The image of the young surgeon inspired a strong reaction among doctors. In The Guardian, Dr Ranjana Srivastava wrote a heart-felt reflection on the death of a patient in her own hospital. The column generated a high number of comments, many from doctors themselves.

‘Sometimes the death of a patient may reawaken feelings of a personal loss that you have experienced previously’

“Being a doctor is emotionally punishing but connecting with our patients as fellow human beings is what renders it not merely a job, but an incomparable vocation,” wrote Dr Srivastava.

The union of doctors in the UK has official advice for medical students and trainees on how to cope with the death of a patient for the first time.

“Patients may often develop a closer bond with medical students than with other medical staff. You are able to spend longer with patients than doctors and they may confide in you more than others,” says the British Medical Association (BMA).

“You may have feelings of loss and bereavement when a patient dies and the event may also evoke feelings of guilt or anger — you may feel that you, or others, could have done more to help the patient during their final illness.

“Whereas relatives of the deceased are allowed to grieve, as a medical student, you may feel you have no ‘permission’ to express your emotions.”

In its advice for trainee doctors dealing with the death of a patient for the first time, the BMA makes the interesting point that “sometimes the death of a patient may reawaken feelings of a personal loss that you have experienced previously”.

The British union recommends that medical students and young doctors should talk to friends, colleagues and family.

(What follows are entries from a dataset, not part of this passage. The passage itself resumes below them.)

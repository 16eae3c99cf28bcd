//! Repository for the `onboarding_questions` table.

use sqlx::PgPool;

use crate::models::question::OnboardingQuestion;

/// Column list for `onboarding_questions` queries.
const COLUMNS: &str = "\
    id, slug, prompt, help_text, section, response_type, response_options, \
    is_required, allow_answer_later, sequence, depends_on_slug, depends_on_values, \
    created_at, updated_at";

/// Read access to the question catalog.
pub struct QuestionRepo;

impl QuestionRepo {
    /// The whole catalog in presentation order.
    pub async fn list_ordered(pool: &PgPool) -> Result<Vec<OnboardingQuestion>, sqlx::Error> {
        let query = format!("SELECT {COLUMNS} FROM onboarding_questions ORDER BY sequence ASC, id ASC");
        sqlx::query_as::<_, OnboardingQuestion>(&query)
            .fetch_all(pool)
            .await
    }

    pub async fn find_by_slug(
        pool: &PgPool,
        slug: &str,
    ) -> Result<Option<OnboardingQuestion>, sqlx::Error> {
        let query = format!("SELECT {COLUMNS} FROM onboarding_questions WHERE slug = $1");
        sqlx::query_as::<_, OnboardingQuestion>(&query)
            .bind(slug)
            .fetch_optional(pool)
            .await
    }
}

“Far from being an event to be ‘swept under the carpet’, it is important to acknowledge the death of a patient in whose care we have been involved, and also to acknowledge the feelings that are evoked within us,” the BMA advise.

“This will help us to become more aware of the needs of our patients and also to recognise our own needs.”

The RCSI says much of its wider training also helps students develop skills that would help them in situations where they have to cope with death.

“In terms of training on related topics, RCSI provides a range of face-to-face programmes to ensure students develop the important skills of self-care, including: life skills programmes; stress management workshops; managing yourself for examinations; managing pressure and building resilience in clinical settings; and mindfulness-based stress reduction,” the College told MI.

“In addition, RCSI medical students are provided with a range of supports, including access to a range of support options, including mediation and arbitration, if they find themselves in difficult situations.

“In addition to the RCSI Student Welfare Officers and Student Academic Support Officers, RCSI provides medical students with fully-funded GP and counselling services, supported by access to psychiatric services if required.”